Re: bad blocks on raid5 cause filesystem failure

From: kermit (cku192_at_yahoo.com)
Date: 09/21/05

  • Next message: Alex Bazan: "System freezing"
    Date: Wed, 21 Sep 2005 22:08:15 +0400
    
    

    alazarev wrote:

    > We use a popular consumer RAID enclosure device. It's 16 SATA drives,
    > with a built in RAID controller, hot swap everything, attaches to the
    > host via SCSI. We've been pretty happy with it up until a few weeks
    > ago. It is setup in in RAID 5. Nothing unusal about the setup. Host is
    > RHEL4-AS 64bit, filesystem is ext3.
    >
    > About a month ago, we saw some bad blocks on a drive, 5 of them in a
    > row. We ignored, we've seen it before and it's never been a problem. A
    > few weeks later, we got 4-5 more bad blocks. Did nothing. A few weeks
    > later, disaster, we got about 10 bad blocks in a row, and the last one
    > took out the filesystem. The host unmounted the filesystem
    > automatically.
    >

    Well, you have been warned and did nothing. Nobody to blame ...

    > The host logs showed that the disc containing the filesystem had a
    > filaure:
    >
    > Sep 7 01:29:52 zeus kernel: attempt to access beyond end of device
    > Sep 7 01:29:52 zeus kernel: sdb1: rw=1, want=8072683984,
    > limit=2927171457
    >

    Yes I have seen similar after hardware error; ext3 sometimes reacts very
    funny (I won't claim it is limited to ext3 only :) It was RHEL3 BTW.
    [...]
    > What angered us most was, there was our RAID system, sitting there
    > running, not even recongnizing that it caused a massive host filesystem
    > failure. The RAID did see bad blocks, but it never marked a drive as
    > bad, never sensed any failure whatsoever.
    >
    > Now, my question is, isn't this problem exactly what RAID is supposed
    > to protect against? How could a RAID controller botch this up?
    >
    [...]
    > Before I start talking to other vendors, is this bad block issue a
    > problem for all RAID controllers? Shouldn't any decent RAID controller
    > be able to rebuild from parity whenever it senses a bad drive, or a bad
    > block? As soon as the RAID sensed a bad block, it should have known
    > there was data on it, and then either failed the drive, moved to
    > degraded, and then start reading from parity, so that the host would
    > never know about a drive failure? How could an enterprise level RAID
    > controller fail to do this?
    >

    You did not name manufacturer; not all of them are really enterprise
    level :)

    But about general theory.

    When RAID5 controller senses a bad block, it first should try to "remake"
    it. Sometimes writing over bad block fixes it; sometimes recomputing
    checksum and rewriting it fixes it; real enterprise level controller should
    log it as correctable error, ideally with extra qualifier to inform, that
    block was recovered without relocation.

    If this was not possible, controller should use spare blocks to relocate bad
    one. Usually in this case contents (or parity) is lost and has to be
    rebuilt. The same (but on more massive scale) happens when the whole drive
    goes bad. In this case all blocks on drives are lost and their contents
    should be rebuilt on spare drive if available from remaining drives.

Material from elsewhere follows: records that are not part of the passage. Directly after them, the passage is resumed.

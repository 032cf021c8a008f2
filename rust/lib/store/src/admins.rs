//! KV-backed approval list (`pending_admins`).
//!
//! Users file an access request, approved admins approve or revoke it.
//! Entries are keyed by the exact email string. The registry is also the
//! `ApprovalList` that gates writes to `sites`.

use std::sync::Arc;

use sites_core::ServiceError;
use sites_kv::KVStore;
use tracing::{info, warn};

use crate::approval::ApprovalList;
use crate::identity::Caller;
use crate::model::{ApprovalEntry, ApprovalStatus};
use crate::timestamp::{Clock, SystemClock};

/// KV key prefix for approval entries.
pub const PENDING_ADMINS_PREFIX: &str = "pending_admins:";

pub struct AdminRegistry {
    kv: Arc<dyn KVStore>,
    clock: Arc<dyn Clock>,
}

impl AdminRegistry {
    pub fn new(kv: Arc<dyn KVStore>) -> Self {
        Self {
            kv,
            clock: Arc::new(SystemClock),
        }
    }

    pub fn with_clock(mut self, clock: Arc<dyn Clock>) -> Self {
        self.clock = clock;
        self
    }

    fn make_key(email: &str) -> String {
        format!("{}{}", PENDING_ADMINS_PREFIX, email)
    }

    fn put(&self, entry: &ApprovalEntry) -> Result<(), ServiceError> {
        let bytes = serde_json::to_vec(entry)
            .map_err(|e| ServiceError::Internal(format!("serialize: {}", e)))?;
        self.kv
            .set(&Self::make_key(&entry.email), &bytes)
            .map_err(|e| ServiceError::Storage(e.to_string()))
    }

    fn validate_email(email: &str) -> Result<(), ServiceError> {
        if email.is_empty() || !email.contains('@') {
            return Err(ServiceError::Validation(format!("'{}' is not an email address", email)));
        }
        Ok(())
    }

    /// Only approved callers manage the list.
    fn require_approved<'a>(&self, caller: &'a Caller, action: &str) -> Result<&'a str, ServiceError> {
        if let Some(email) = caller.email() {
            if self.is_approved(email)? {
                return Ok(email);
            }
        }
        warn!("pending_admins: {} denied for {}", action, caller);
        Err(ServiceError::PermissionDenied(format!(
            "{} on pending_admins denied for {}",
            action, caller
        )))
    }

    /// Look up an entry by exact email.
    pub fn get(&self, email: &str) -> Result<Option<ApprovalEntry>, ServiceError> {
        match self
            .kv
            .get(&Self::make_key(email))
            .map_err(|e| ServiceError::Storage(e.to_string()))?
        {
            Some(bytes) => {
                let entry = serde_json::from_slice(&bytes)
                    .map_err(|e| ServiceError::Internal(format!("deserialize: {}", e)))?;
                Ok(Some(entry))
            }
            None => Ok(None),
        }
    }

    /// File a pending request for the caller's own email.
    ///
    /// An existing entry (pending, approved or denied) is returned unchanged.
    pub fn request_access(&self, caller: &Caller) -> Result<ApprovalEntry, ServiceError> {
        let email = caller.email().ok_or_else(|| {
            ServiceError::PermissionDenied(format!(
                "access request requires an email claim, got {}",
                caller
            ))
        })?;

        if let Some(existing) = self.get(email)? {
            return Ok(existing);
        }

        let entry = ApprovalEntry {
            email: email.to_string(),
            status: ApprovalStatus::Pending,
            requested_at: Some(self.clock.now()),
            approved_by: None,
            approved_at: None,
        };
        self.put(&entry)?;
        info!("pending_admins: access requested by {}", email);
        Ok(entry)
    }

    /// Approve `email`, creating the entry if needed.
    pub fn approve(&self, caller: &Caller, email: &str) -> Result<ApprovalEntry, ServiceError> {
        let by = self.require_approved(caller, "approve")?;
        Self::validate_email(email)?;
        let entry = self.set_approved(email, by)?;
        info!("pending_admins: {} approved by {}", email, by);
        Ok(entry)
    }

    /// Revoke access for `email` (status `denied`).
    pub fn revoke(&self, caller: &Caller, email: &str) -> Result<ApprovalEntry, ServiceError> {
        let by = self.require_approved(caller, "revoke")?;
        let mut entry = self
            .get(email)?
            .ok_or_else(|| ServiceError::NotFound(format!("no approval entry for '{}'", email)))?;
        entry.status = ApprovalStatus::Denied;
        self.put(&entry)?;
        info!("pending_admins: {} revoked by {}", email, by);
        Ok(entry)
    }

    /// List entries, optionally filtered by status. Approved callers only.
    pub fn list(
        &self,
        caller: &Caller,
        status: Option<ApprovalStatus>,
    ) -> Result<Vec<ApprovalEntry>, ServiceError> {
        self.require_approved(caller, "list")?;

        let entries = self
            .kv
            .scan(PENDING_ADMINS_PREFIX)
            .map_err(|e| ServiceError::Storage(e.to_string()))?;
        let mut result = Vec::with_capacity(entries.len());
        for (_key, bytes) in entries {
            let entry: ApprovalEntry = serde_json::from_slice(&bytes)
                .map_err(|e| ServiceError::Internal(format!("deserialize: {}", e)))?;
            if status.is_none_or(|s| s == entry.status) {
                result.push(entry);
            }
        }
        Ok(result)
    }

    /// Ensure `email` is approved without a caller check. Used at startup.
    pub fn ensure_approved(&self, email: &str, approved_by: &str) -> Result<ApprovalEntry, ServiceError> {
        Self::validate_email(email)?;
        if let Some(existing) = self.get(email)? {
            if existing.is_approved() {
                info!("pending_admins: {} already approved", email);
                return Ok(existing);
            }
        }
        let entry = self.set_approved(email, approved_by)?;
        info!("pending_admins: bootstrapped {}", email);
        Ok(entry)
    }

    fn set_approved(&self, email: &str, by: &str) -> Result<ApprovalEntry, ServiceError> {
        let now = self.clock.now();
        let requested_at = self.get(email)?.and_then(|e| e.requested_at);
        let entry = ApprovalEntry {
            email: email.to_string(),
            status: ApprovalStatus::Approved,
            requested_at,
            approved_by: Some(by.to_string()),
            approved_at: Some(now),
        };
        self.put(&entry)?;
        Ok(entry)
    }
}

impl ApprovalList for AdminRegistry {
    fn is_approved(&self, email: &str) -> Result<bool, ServiceError> {
        if email.is_empty() {
            return Ok(false);
        }
        Ok(self.get(email)?.is_some_and(|e| e.is_approved()))
    }
}

#[cfg(test)]
mod tests {
    use super::*;
    use crate::model::NewSite;
    use crate::sites::SiteOps;

    fn registry() -> (Arc<AdminRegistry>, Arc<dyn KVStore>, tempfile::TempDir) {
        let dir = tempfile::tempdir().unwrap();
        let kv: Arc<dyn KVStore> =
            Arc::new(sites_kv::RedbStore::open(&dir.path().join("admins.redb")).unwrap());
        let reg = Arc::new(AdminRegistry::new(Arc::clone(&kv)));
        reg.ensure_approved("root@x.org", "bootstrap").unwrap();
        (reg, kv, dir)
    }

    #[test]
    fn request_then_approve_flow() {
        let (reg, _kv, _dir) = registry();
        let user = Caller::with_email("new@x.org");

        let entry = reg.request_access(&user).unwrap();
        assert_eq!(entry.status, ApprovalStatus::Pending);
        assert!(entry.requested_at.is_some());
        assert!(!reg.is_approved("new@x.org").unwrap());

        // Requesting twice changes nothing.
        assert_eq!(reg.request_access(&user).unwrap(), entry);

        let approved = reg.approve(&Caller::with_email("root@x.org"), "new@x.org").unwrap();
        assert_eq!(approved.status, ApprovalStatus::Approved);
        assert_eq!(approved.approved_by.as_deref(), Some("root@x.org"));
        assert_eq!(approved.requested_at, entry.requested_at);
        assert!(reg.is_approved("new@x.org").unwrap());
    }

    #[test]
    fn only_approved_callers_manage_list() {
        let (reg, _kv, _dir) = registry();
        reg.request_access(&Caller::with_email("p@x.org")).unwrap();

        for caller in [Caller::Anonymous, Caller::with_email("p@x.org")] {
            assert!(reg.approve(&caller, "p@x.org").unwrap_err().is_permission_denied());
            assert!(reg.revoke(&caller, "root@x.org").unwrap_err().is_permission_denied());
            assert!(reg.list(&caller, None).unwrap_err().is_permission_denied());
        }
        assert!(!reg.is_approved("p@x.org").unwrap());
    }

    #[test]
    fn request_requires_email_claim() {
        let (reg, _kv, _dir) = registry();
        assert!(reg.request_access(&Caller::Anonymous).is_err());
        assert!(reg.request_access(&Caller::authenticated("u", None)).is_err());
    }

    #[test]
    fn revoke_sets_denied() {
        let (reg, _kv, _dir) = registry();
        let root = Caller::with_email("root@x.org");
        reg.approve(&root, "b@x.org").unwrap();
        assert!(reg.is_approved("b@x.org").unwrap());

        let entry = reg.revoke(&root, "b@x.org").unwrap();
        assert_eq!(entry.status, ApprovalStatus::Denied);
        assert!(!reg.is_approved("b@x.org").unwrap());

        let err = reg.revoke(&root, "ghost@x.org").unwrap_err();
        assert!(matches!(err, ServiceError::NotFound(_)));
    }

    #[test]
    fn list_filters_by_status() {
        let (reg, _kv, _dir) = registry();
        let root = Caller::with_email("root@x.org");
        reg.request_access(&Caller::with_email("p1@x.org")).unwrap();
        reg.request_access(&Caller::with_email("p2@x.org")).unwrap();
        reg.approve(&root, "p2@x.org").unwrap();

        assert_eq!(reg.list(&root, None).unwrap().len(), 3);
        let pending = reg.list(&root, Some(ApprovalStatus::Pending)).unwrap();
        assert_eq!(pending.len(), 1);
        assert_eq!(pending[0].email, "p1@x.org");
        assert_eq!(reg.list(&root, Some(ApprovalStatus::Approved)).unwrap().len(), 2);
    }

    #[test]
    fn invalid_email_rejected() {
        let (reg, _kv, _dir) = registry();
        let err = reg.approve(&Caller::with_email("root@x.org"), "").unwrap_err();
        assert!(matches!(err, ServiceError::Validation(_)));
        assert!(reg.ensure_approved("nobody", "bootstrap").is_err());
    }

    #[test]
    fn ensure_approved_is_idempotent() {
        let (reg, _kv, _dir) = registry();
        let first = reg.get("root@x.org").unwrap().unwrap();
        let again = reg.ensure_approved("root@x.org", "someone-else").unwrap();
        assert_eq!(first, again);
    }

    #[test]
    fn registry_gates_site_writes() {
        let (reg, kv, _dir) = registry();
        let ops = SiteOps::new(kv, reg.clone());
        let newbie = Caller::with_email("n@x.org");

        reg.request_access(&newbie).unwrap();
        let err = ops.create(&newbie, NewSite::default()).unwrap_err();
        assert!(err.is_permission_denied());

        reg.approve(&Caller::with_email("root@x.org"), "n@x.org").unwrap();
        ops.create(&newbie, NewSite::default()).unwrap();
        assert_eq!(ops.count(&Caller::Anonymous).unwrap(), 1);
    }
}
use thiserror::Error;

#[derive(Error, Debug)]
pub enum KVError {
    #[error("storage error: {0}")]
    Storage(String),
}
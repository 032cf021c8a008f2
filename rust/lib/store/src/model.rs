//! Persisted entities: site records and approval entries.

use chrono::{DateTime, Utc};
use serde::{Deserialize, Serialize};

/// A monitoring site. Stored under `sites:{id}`.
#[derive(Debug, Clone, PartialEq, Serialize, Deserialize)]
pub struct SiteRecord {
    pub id: String,
    #[serde(default)]
    pub site_number: Option<i64>,
    #[serde(default)]
    pub full_name: Option<String>,
    #[serde(default)]
    pub short_name: Option<String>,
    #[serde(default)]
    pub latitude: Option<f64>,
    #[serde(default)]
    pub longitude: Option<f64>,
    #[serde(default)]
    pub elevation: Option<i64>,
    #[serde(default)]
    pub description: Option<String>,
    /// System-maintained. Client input for this field is never persisted.
    pub last_modified: DateTime<Utc>,
}

/// Payload for creating a site. Every attribute is optional.
#[derive(Debug, Clone, Default, Deserialize)]
pub struct NewSite {
    #[serde(default)]
    pub id: Option<String>,
    #[serde(default)]
    pub site_number: Option<i64>,
    #[serde(default)]
    pub full_name: Option<String>,
    #[serde(default)]
    pub short_name: Option<String>,
    #[serde(default)]
    pub latitude: Option<f64>,
    #[serde(default)]
    pub longitude: Option<f64>,
    #[serde(default)]
    pub elevation: Option<i64>,
    #[serde(default)]
    pub description: Option<String>,
    /// Accepted so clients can echo full records back; ignored on insert.
    #[serde(default)]
    pub last_modified: Option<DateTime<Utc>>,
}

impl NewSite {
    /// Build the stored record. `last_modified` takes the insert time.
    pub(crate) fn into_record(self, id: String, now: DateTime<Utc>) -> SiteRecord {
        SiteRecord {
            id,
            site_number: self.site_number,
            full_name: self.full_name,
            short_name: self.short_name,
            latitude: self.latitude,
            longitude: self.longitude,
            elevation: self.elevation,
            description: self.description,
            last_modified: now,
        }
    }
}

/// Status of an approval entry. Only `Approved` grants write access.
#[derive(Debug, Clone, Copy, PartialEq, Eq, Serialize, Deserialize)]
#[serde(rename_all = "lowercase")]
pub enum ApprovalStatus {
    Pending,
    Approved,
    Denied,
    #[serde(other)]
    Other,
}

/// An email on the approval list. Stored under `pending_admins:{email}`.
#[derive(Debug, Clone, PartialEq, Serialize, Deserialize)]
pub struct ApprovalEntry {
    pub email: String,
    pub status: ApprovalStatus,
    #[serde(default)]
    pub requested_at: Option<DateTime<Utc>>,
    #[serde(default)]
    pub approved_by: Option<String>,
    #[serde(default)]
    pub approved_at: Option<DateTime<Utc>>,
}

impl ApprovalEntry {
    pub fn is_approved(&self) -> bool {
        self.status == ApprovalStatus::Approved
    }
}
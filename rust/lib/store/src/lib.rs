//! Site records guarded by row-security policies.
//!
//! Reads of `sites` are open to every caller. Inserts, updates and deletes
//! require an authenticated caller whose email is approved on the
//! `pending_admins` list. `last_modified` is maintained by the store and
//! never taken from caller input.
//!
//! ```ignore
//! let registry = Arc::new(AdminRegistry::new(kv.clone()));
//! let sites = SiteOps::new(kv, registry);
//! sites.update(&Caller::with_email("admin@x.org"), "blue", &json!({"full_name": "New"}))?;
//! ```

pub mod admins;
pub mod approval;
pub mod identity;
pub mod model;
pub mod rules;
pub mod setup;
pub mod sites;
pub mod timestamp;

pub use admins::AdminRegistry;
pub use approval::{ApprovalList, StaticApprovals};
pub use identity::Caller;
pub use model::{ApprovalEntry, ApprovalStatus, NewSite, SiteRecord};
pub use rules::{Command, Operation, Phase, Policy, Rule, TableRules, Trigger, TriggerAction};
pub use sites::SiteOps;
pub use timestamp::{Clock, FixedClock, SystemClock};
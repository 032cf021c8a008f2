use serde::{Deserialize, Serialize};

/// Parameters for list operations.
#[derive(Debug, Clone, Deserialize)]
pub struct ListParams {
    /// Maximum number of results to return.
    #[serde(default = "default_limit")]
    pub limit: usize,

    /// Offset for pagination.
    #[serde(default)]
    pub offset: usize,
}

fn default_limit() -> usize {
    50
}

impl Default for ListParams {
    fn default() -> Self {
        Self {
            limit: default_limit(),
            offset: 0,
        }
    }
}

/// Result wrapper for list operations.
#[derive(Debug, Clone, Serialize)]
#[serde(rename_all = "camelCase")]
pub struct ListResult<T: Serialize> {
    pub items: Vec<T>,
    pub has_more: bool,
}

impl<T: Serialize> ListResult<T> {
    /// Slice an already-ordered collection according to `params`.
    pub fn paginate(all: Vec<T>, params: &ListParams) -> Self {
        let total = all.len();
        let offset = params.offset.min(total);
        let end = offset.saturating_add(params.limit).min(total);
        let items: Vec<T> = all.into_iter().skip(offset).take(params.limit).collect();
        Self {
            items,
            has_more: end < total,
        }
    }
}

/// Generate a new random ID (UUIDv4, no dashes).
pub fn new_id() -> String {
    uuid::Uuid::new_v4().to_string().replace('-', "")
}

/// Merge a JSON patch into a base value.
///
/// For each key in `patch`:
/// - If the value is `null`, the key is removed from `base`.
/// - Otherwise, the key is set to the patch value.
///
/// This follows RFC 7386 (JSON Merge Patch) semantics.
pub fn merge_patch(base: &mut serde_json::Value, patch: &serde_json::Value) {
    if let (Some(base_obj), Some(patch_obj)) = (base.as_object_mut(), patch.as_object()) {
        for (key, value) in patch_obj {
            if value.is_null() {
                base_obj.remove(key);
            } else if value.is_object() {
                let entry = base_obj
                    .entry(key.clone())
                    .or_insert_with(|| serde_json::Value::Object(serde_json::Map::new()));
                merge_patch(entry, value);
            } else {
                base_obj.insert(key.clone(), value.clone());
            }
        }
    } else {
        *base = patch.clone();
    }
}
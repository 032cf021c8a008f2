use std::path::PathBuf;

/// Storage and listener configuration shared by the library and the server.
///
/// The server fills this from its TOML config; tools and tests can parse it
/// from command-line style arguments.
#[derive(Debug, Clone)]
pub struct ServiceConfig {
    /// Directory holding the database file.
    pub data_dir: Option<PathBuf>,

    /// Path to the redb database file.
    /// Defaults to `{data_dir}/sites.redb` if not specified.
    pub db_path: Option<PathBuf>,

    /// Listen address for the HTTP server.
    pub listen: String,
}

impl Default for ServiceConfig {
    fn default() -> Self {
        Self {
            data_dir: None,
            db_path: None,
            listen: "0.0.0.0:8080".to_string(),
        }
    }
}

impl ServiceConfig {
    /// Parse configuration from command-line arguments.
    ///
    /// Supported flags:
    /// - `--data-dir=PATH`
    /// - `--db=PATH`
    /// - `--listen=ADDR`
    ///
    /// Unknown arguments are ignored.
    pub fn from_args(args: &[String]) -> Self {
        let mut config = ServiceConfig::default();

        for arg in args {
            if let Some(val) = arg.strip_prefix("--data-dir=") {
                config.data_dir = Some(PathBuf::from(val));
            } else if let Some(val) = arg.strip_prefix("--db=") {
                config.db_path = Some(PathBuf::from(val));
            } else if let Some(val) = arg.strip_prefix("--listen=") {
                config.listen = val.to_string();
            }
        }

        config
    }

    /// Resolve the redb database path, falling back to `{data_dir}/sites.redb`.
    pub fn resolve_db_path(&self) -> PathBuf {
        self.db_path.clone().unwrap_or_else(|| {
            self.data_dir
                .as_ref()
                .map(|d| d.join("sites.redb"))
                .unwrap_or_else(|| PathBuf::from("sites.redb"))
        })
    }
}
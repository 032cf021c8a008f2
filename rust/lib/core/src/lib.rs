pub mod config;
pub mod error;
pub mod types;

pub use config::ServiceConfig;
pub use error::ServiceError;
pub use types::{ListParams, ListResult, merge_patch, new_id};
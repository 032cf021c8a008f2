//! The approval list capability consulted by write policies.

use std::collections::BTreeSet;
use std::sync::{PoisonError, RwLock};

use sites_core::ServiceError;

/// Answers whether an email is on the approval list with status `approved`.
///
/// Matching is exact, case-sensitive string equality. Implementations must
/// return `false` for the empty string.
pub trait ApprovalList: Send + Sync {
    fn is_approved(&self, email: &str) -> Result<bool, ServiceError>;
}

/// Fixed in-memory approval list.
#[derive(Default)]
pub struct StaticApprovals {
    emails: RwLock<BTreeSet<String>>,
}

impl StaticApprovals {
    pub fn new<I, S>(emails: I) -> Self
    where
        I: IntoIterator<Item = S>,
        S: Into<String>,
    {
        Self {
            emails: RwLock::new(emails.into_iter().map(Into::into).collect()),
        }
    }

    // Every mutation leaves the set valid, so poisoned locks are recovered.
    pub fn approve(&self, email: &str) {
        let mut emails = self.emails.write().unwrap_or_else(PoisonError::into_inner);
        emails.insert(email.to_string());
    }

    pub fn revoke(&self, email: &str) {
        let mut emails = self.emails.write().unwrap_or_else(PoisonError::into_inner);
        emails.remove(email);
    }
}

impl ApprovalList for StaticApprovals {
    fn is_approved(&self, email: &str) -> Result<bool, ServiceError> {
        if email.is_empty() {
            return Ok(false);
        }
        let emails = self.emails.read().unwrap_or_else(PoisonError::into_inner);
        Ok(emails.contains(email))
    }
}
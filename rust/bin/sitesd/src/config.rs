//! Server configuration file (`/etc/sites/<name>.toml`).
//!
//! ```toml
//! [storage]
//! data_dir = "/var/lib/sites"
//!
//! [jwt]
//! secret = "..."
//!
//! [admin]
//! bootstrap_email = "admin@example.org"
//! ```

use std::path::{Path, PathBuf};

use serde::{Deserialize, Serialize};

#[derive(Debug, Clone, Serialize, Deserialize)]
pub struct ServerConfig {
    pub storage: StorageConfig,
    pub jwt: JwtConfig,
    #[serde(default)]
    pub admin: AdminConfig,
}

#[derive(Debug, Clone, Serialize, Deserialize)]
pub struct StorageConfig {
    /// Directory holding `sites.redb`.
    pub data_dir: String,
}

#[derive(Debug, Clone, Serialize, Deserialize)]
pub struct JwtConfig {
    /// HMAC secret used to verify bearer tokens.
    pub secret: String,
}

#[derive(Debug, Clone, Default, Serialize, Deserialize)]
pub struct AdminConfig {
    /// Email approved on every start, so a fresh install has one writer.
    #[serde(default, skip_serializing_if = "Option::is_none")]
    pub bootstrap_email: Option<String>,
}

impl ServerConfig {
    /// Resolve a context name or path to a config file path.
    ///
    /// Anything containing `/` or ending in `.toml` is used as-is;
    /// a bare name maps to `/etc/sites/<name>.toml`.
    pub fn resolve_path(name_or_path: &str) -> PathBuf {
        if name_or_path.contains('/') || name_or_path.ends_with(".toml") {
            PathBuf::from(name_or_path)
        } else {
            PathBuf::from("/etc/sites").join(format!("{}.toml", name_or_path))
        }
    }

    pub fn load(path: &Path) -> anyhow::Result<Self> {
        let content = std::fs::read_to_string(path)
            .map_err(|e| anyhow::anyhow!("failed to read {}: {}", path.display(), e))?;
        let config: ServerConfig = toml::from_str(&content)?;
        Ok(config)
    }
}

#[cfg(test)]
mod tests {
    use super::*;

    #[test]
    fn test_resolve_path() {
        assert_eq!(
            ServerConfig::resolve_path("prod"),
            PathBuf::from("/etc/sites/prod.toml")
        );
        assert_eq!(
            ServerConfig::resolve_path("./local.toml"),
            PathBuf::from("./local.toml")
        );
        assert_eq!(
            ServerConfig::resolve_path("dev.toml"),
            PathBuf::from("dev.toml")
        );
    }

    #[test]
    fn test_load() {
        let dir = tempfile::tempdir().unwrap();
        let path = dir.path().join("sites.toml");
        std::fs::write(
            &path,
            r#"
[storage]
data_dir = "/var/lib/sites"

[jwt]
secret = "s3cret"

[admin]
bootstrap_email = "admin@x.org"
"#,
        )
        .unwrap();

        let config = ServerConfig::load(&path).unwrap();
        assert_eq!(config.storage.data_dir, "/var/lib/sites");
        assert_eq!(config.jwt.secret, "s3cret");
        assert_eq!(config.admin.bootstrap_email.as_deref(), Some("admin@x.org"));
    }

    #[test]
    fn test_admin_section_optional() {
        let config: ServerConfig = toml::from_str(
            "[storage]\ndata_dir = \"/d\"\n[jwt]\nsecret = \"k\"\n",
        )
        .unwrap();
        assert!(config.admin.bootstrap_email.is_none());
    }

    #[test]
    fn test_load_missing_file() {
        assert!(ServerConfig::load(Path::new("/nonexistent/sites.toml")).is_err());
    }
}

    All is fine unless you have double fault. If during rebuild controller finds
    *another* failed block on the same stripe, data is irrecoverably lost.
    Apparently here is what happened, but it is hard to tell without more
    information.

    Because during normal operation not all blocks in a stripe are necessarily
    touched it is quite possible that another drive has a bad block that you
    have no idea about _until_ controller must do rebuild. Enterprise level
    storage systems are using background verification that continuously runs
    and checks all blocks on all disks. It lessens double fault probability by
    discovering bad blocks early; still because it runs slowly (to lessen
    impact on performance) it takes much time so blocks may go bad after they
    had been verified as good :)

    Another technique used by enterprise level systems recently is double parity
    (I am surprised that one quite known vendor still does not use it;
    apparently it believes that if you need that level of protection you use
    RAID10 and not RAID5 :). The idea is that you use two parity blocks per
    stripe instead of one - that gives you extra protection against double
    fault during rebuild. Most vendors support it as far as I know.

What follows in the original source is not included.